Brain Healthy Snacks for Your Next Road Trip or Vacation

If you are heading out for a summer road trip or vacation, you’ll need some snacks along the way, and including healthy options will ensure you are taking care of your brain and feeling your best while out of town. Travel is often a time we indulge on tasty treats (which are ok in moderation), but eating healthy consistently may help to reduce the risk of Alzheimer’s,1 so it’s important to keep this in mind even during vacation. We’ve compiled a list of brain healthy snacks that are easy to grab along the road or prepare in advance for your next road trip or airline flight. With a little planning, you’ll be feeling your best and fueling your brain with the energy it needs. 

Kale chips – This delicious snack is easy to make and is an excellent source of the flavonols kaempferol and quercetin, which have been shown to reduce one’s risk of Alzheimer’s by up to 50%!2 Kale also contains magnesium, which lowers inflammation and promotes healthy communication between cells, as well as lutein and zeaxanthin, potent antioxidants which help prevent damage to the brain and are great for eye health. Check out this quick recipe!

Trader Joe’s olives (in the sealed packs) – Olives are a great source of antioxidants and anti-inflammatory agents to protect the brain from damage. They contain the antioxidant vitamin E and healthy fats to reduce inflammation.  These packs include one serving and can easily fit into your backpack or purse. 

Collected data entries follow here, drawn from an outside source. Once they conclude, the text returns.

#[cfg(test)]
mod tests {
    use crate::diagnostics::TracingConfig;
    use crate::dialect::header::*;
    use crate::dialect::{
        CompilerFamily, DialectError, LexerError, Origin, ProfileBuilder, ProfileError, Source,
        SymbolRewriteRule,
    };

    fn rules(text: &str) -> Vec<SymbolRewriteRule> {
        let source = Source::new("test.h", text);
        parse_header(&source, TracingConfig::Off)
            .expect("Expected a valid header")
            .into_iter()
            .filter_map(|item| match item {
                HeaderItem::Rule { rule, .. } => Some(rule),
                HeaderItem::Undefine { .. } => None,
            })
            .collect()
    }

    fn parse_err(text: &str) -> HeaderError {
        let source = Source::new("test.h", text);
        parse_header(&source, TracingConfig::Off)
            .unwrap_err()
            .into_inner()
    }

    #[test]
    fn define_shapes() {
        assert_eq!(
            rules(
                "#define __irq\n\
                 #define __attribute__(x)\n\
                 #define __ARM_ARCH 4\n\
                 #define __builtin_va_arg(x, t) ((t)0)\n\
                 #define __builtin_arm_nop()\n"
            ),
            vec![
                SymbolRewriteRule::keyword("__irq"),
                SymbolRewriteRule::elide_call("__attribute__", &["x"]),
                SymbolRewriteRule::value("__ARM_ARCH", "4"),
                SymbolRewriteRule::function_macro("__builtin_va_arg", &["x", "t"], "((t)0)"),
                SymbolRewriteRule::elide_call("__builtin_arm_nop", &[]),
            ]
        );
    }

    #[test]
    fn parenthesis_after_space_is_body() {
        assert_eq!(
            rules("#define __DBL_MIN_EXP__ (-1021)\n"),
            vec![SymbolRewriteRule::value("__DBL_MIN_EXP__", "(-1021)")]
        );
    }

    #[test]
    fn comments_are_not_part_of_the_body() {
        assert_eq!(
            rules("#define __absolute            // Makes references use absolute addressing\n"),
            vec![SymbolRewriteRule::keyword("__absolute")]
        );
        assert_eq!(
            rules("#define __bit   /* internal */ bool\n"),
            vec![SymbolRewriteRule::value("__bit", "bool")]
        );
    }

    #[test]
    fn continued_define() {
        assert_eq!(
            rules("#define __INTADDR__(x) \\\n    x\n"),
            vec![SymbolRewriteRule::function_macro("__INTADDR__", &["x"], "x")]
        );
    }

    #[test]
    fn variadic_parameters() {
        assert_eq!(
            rules("#define __printf_like(fmt, ...)\n"),
            vec![SymbolRewriteRule::elide_call("__printf_like", &["fmt", "..."])]
        );
    }

    #[test]
    fn guards_are_skipped() {
        let text = "#ifndef __VSCODE_CPPTOOL\n\
                    #error \"Don't include this file in your project !\"\n\
                    #endif // !\n\
                    #ifdef _WIN32\n\
                    #undef _WIN32\n\
                    #endif\n\
                    #pragma once\n\
                    #define __weak\n";
        let source = Source::new("lint.h", text);
        let items = parse_header(&source, TracingConfig::Off).unwrap();
        assert_eq!(
            items,
            vec![
                HeaderItem::Undefine {
                    name: "_WIN32".into(),
                    line: 5
                },
                HeaderItem::Rule {
                    rule: SymbolRewriteRule::keyword("__weak"),
                    line: 8
                },
            ]
        );
    }

    #[test]
    fn typedefs() {
        assert_eq!(
            rules(
                "typedef volatile unsigned short sfr16;\n\
                 typedef struct\n{\n    void *__ap;\n} __builtin_va_list;\n"
            ),
            vec![
                SymbolRewriteRule::type_alias("sfr16", "volatile unsigned short"),
                SymbolRewriteRule::type_alias("__builtin_va_list", "struct { void *__ap; }"),
            ]
        );
    }

    #[test]
    fn prototypes() {
        assert_eq!(
            rules(
                "void __breakpoint(int val);\n\
                 unsigned int __current_pc(void);\n\
                 int __semihost(int val, const void *ptr);\n\
                 unsigned long __LDREX(unsigned long *);\n\
                 unsigned int __usat16(unsigned int val1, /* constant */ unsigned int val2);\n"
            ),
            vec![
                SymbolRewriteRule::prototype("__breakpoint", "void", "int val"),
                SymbolRewriteRule::prototype("__current_pc", "unsigned int", "void"),
                SymbolRewriteRule::prototype("__semihost", "int", "int val, const void *ptr"),
                SymbolRewriteRule::prototype("__LDREX", "unsigned long", "unsigned long *"),
                SymbolRewriteRule::prototype(
                    "__usat16",
                    "unsigned int",
                    "unsigned int val1, unsigned int val2"
                ),
            ]
        );
    }

    #[test]
    fn unsupported_declaration() {
        assert_eq!(
            parse_err("int x = 5;\n"),
            HeaderError::UnsupportedDeclaration("int x = 5".into())
        );
    }

    #[test]
    fn missing_semicolon() {
        assert_eq!(parse_err("void f(void)\n"), HeaderError::ExpectedSemicolon);
    }

    #[test]
    fn unknown_directive() {
        assert_eq!(
            parse_err("#frobnicate X\n"),
            HeaderError::UnknownDirective("frobnicate".into())
        );
    }

    #[test]
    fn define_without_name() {
        assert_eq!(
            parse_err("#define 5\n"),
            HeaderError::ExpectedIdentifier("number 5".into())
        );
    }

    #[test]
    fn unterminated_parameters() {
        assert_eq!(
            parse_err("#define F(a, b\nint x;\n"),
            HeaderError::UnterminatedParameters
        );
    }

    #[test]
    fn lexer_errors_are_located() {
        let source = Source::new("test.h", "#define A\n#define B \"oops\n");
        let err = parse_header(&source, TracingConfig::Off).unwrap_err();
        assert_eq!(err.line(), 2);
        assert_eq!(
            *err.inner(),
            HeaderError::Lexer(LexerError::UnterminatedString)
        );
    }

    #[test]
    fn load_into_builder() {
        let mut builder = ProfileBuilder::new("sdcc-custom", CompilerFamily::Sdcc, "mcs51");
        let source = Source::new(
            "lint_sdcc.h",
            "#ifdef _MSC_VER\n#undef _MSC_VER\n#endif\n#define __xdata\n#define __sfr16 volatile unsigned short\n",
        );
        load_header(&mut builder, &source, TracingConfig::Off).unwrap();
        let profile = builder.build();

        assert_eq!(profile.undefines(), &["_MSC_VER".to_string()][..]);
        assert_eq!(profile.len(), 2);
        assert!(profile.contains("__xdata"));
    }

    #[test]
    fn conflicting_headers() {
        let mut builder = ProfileBuilder::new("iar-stm8", CompilerFamily::IarStm8, "stm8");
        let first = Source::new("a.h", "#define __far\n");
        let second = Source::new("b.h", "\n#define __far(x)\n");

        load_header(&mut builder, &first, TracingConfig::Off).unwrap();
        match load_header(&mut builder, &second, TracingConfig::Off) {
            Err(DialectError::Profile(err)) => assert_eq!(
                err,
                ProfileError::DuplicateSymbolDefinition {
                    profile: "iar-stm8".into(),
                    symbol: "__far".into(),
                    first: Origin::new("a.h", 1),
                    second: Origin::new("b.h", 2),
                }
            ),
            other => panic!("Expected a duplicate definition, got {:?}", other),
        }
    }

    #[test]
    fn identical_headers_collapse() {
        let mut builder = ProfileBuilder::new("keil-c51", CompilerFamily::KeilC51, "mcs51");
        let text = "#define _at_\ntypedef volatile unsigned char sfr;\n";
        load_header(&mut builder, &Source::new("a.h", text), TracingConfig::Off).unwrap();
        load_header(&mut builder, &Source::new("b.h", text), TracingConfig::Off).unwrap();
        assert_eq!(builder.len(), 2);
    }
}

Guacamole cups with veggies or veggie chips – Enjoy these mini guacamole cups with cut up vegetables like peppers, cucumber, carrots, or baked veggie chips. Avocados are a great source of anti-inflammatory agents like healthy fats, magnesium, and vitamin E. They also contain fiber to support digestive health and veggies provide polyphenols like kaempferol, myricetin, and quercetin which are potent antioxidant and anti-inflammatory agents, that help remove toxins from the brain.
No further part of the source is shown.